I have known Jonathan Pollard since 1988, when I met him in Marion Prison. In recent weeks, I have spoken to him every day by telephone. Jonathan Pollard's case is a difficult and complex one in which he has suffered a terrible injustice in terms of the length of his sentence. Our government broke its promise to Pollard and sentenced him to a disproportionately long prison term. Despite his repeated and genuine statements of remorse, justice has not been forthcoming. It is understandable that supporters may see different paths towards his eventual release, but to challenge his mental or emotional capacity does not comport with what I have seen and heard. Let us return to our unified effort to undo this terrible injustice and put any clash of personality or questioning of motives behind us. Jonathan Pollard's freedom is too important to all those of us who care about justice.
No one can dispute the fact that Jonathan Pollard - who alone is serving the sentence - has the right to chose his route to freedom.
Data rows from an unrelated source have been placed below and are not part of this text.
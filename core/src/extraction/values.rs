use dicom_core::Tag;
use dicom_object::InMemDicomObject;

/// Renders a tag's value as display text
///
/// Returns `None` if the tag is not present or its value has no text form.
/// Multi-valued elements are joined with `\`, sequences are summarized by
/// their item count. Surrounding whitespace and NUL padding are removed.
pub fn display_value(dcm: &InMemDicomObject, tag: Tag) -> Option<String> {
    let elem = dcm.element(tag).ok()?;

    if let Some(items) = elem.items() {
        return Some(format!("[{} item(s)]", items.len()));
    }

    elem.to_str()
        .ok()
        .map(|s| s.trim_matches(|c: char| c == '\0' || c.is_whitespace()).to_string())
}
Eighty-five members of the Knesset - virtually every member who is not a minister or deputy minister (and, thus, ineligible to sponsor a bill) - have just sponsored a bill to grant Jonathan Pollard's request for Israeli citizenship. That so many Knesset members, who rarely agree about anything, have put aside their differences and supported Jonathan is truly remarkable.
We must recognize that Jonathan's decision to seek Israeli citizenship is motivated by a severe loss of faith in the manner in which the American judicial and political system has treated his case - a loss of faith we can all understand. The time has come for people of good will all over the world to unite and demand with a single voice the release of Jonathan Pollard so that he can move to the country he wishes to call home and accept the invitation of the former Chief Rabbi of Israel, Mordechai Eliahu, who has agreed to become Jonathan's guarantor and to take Jonathan into his custody.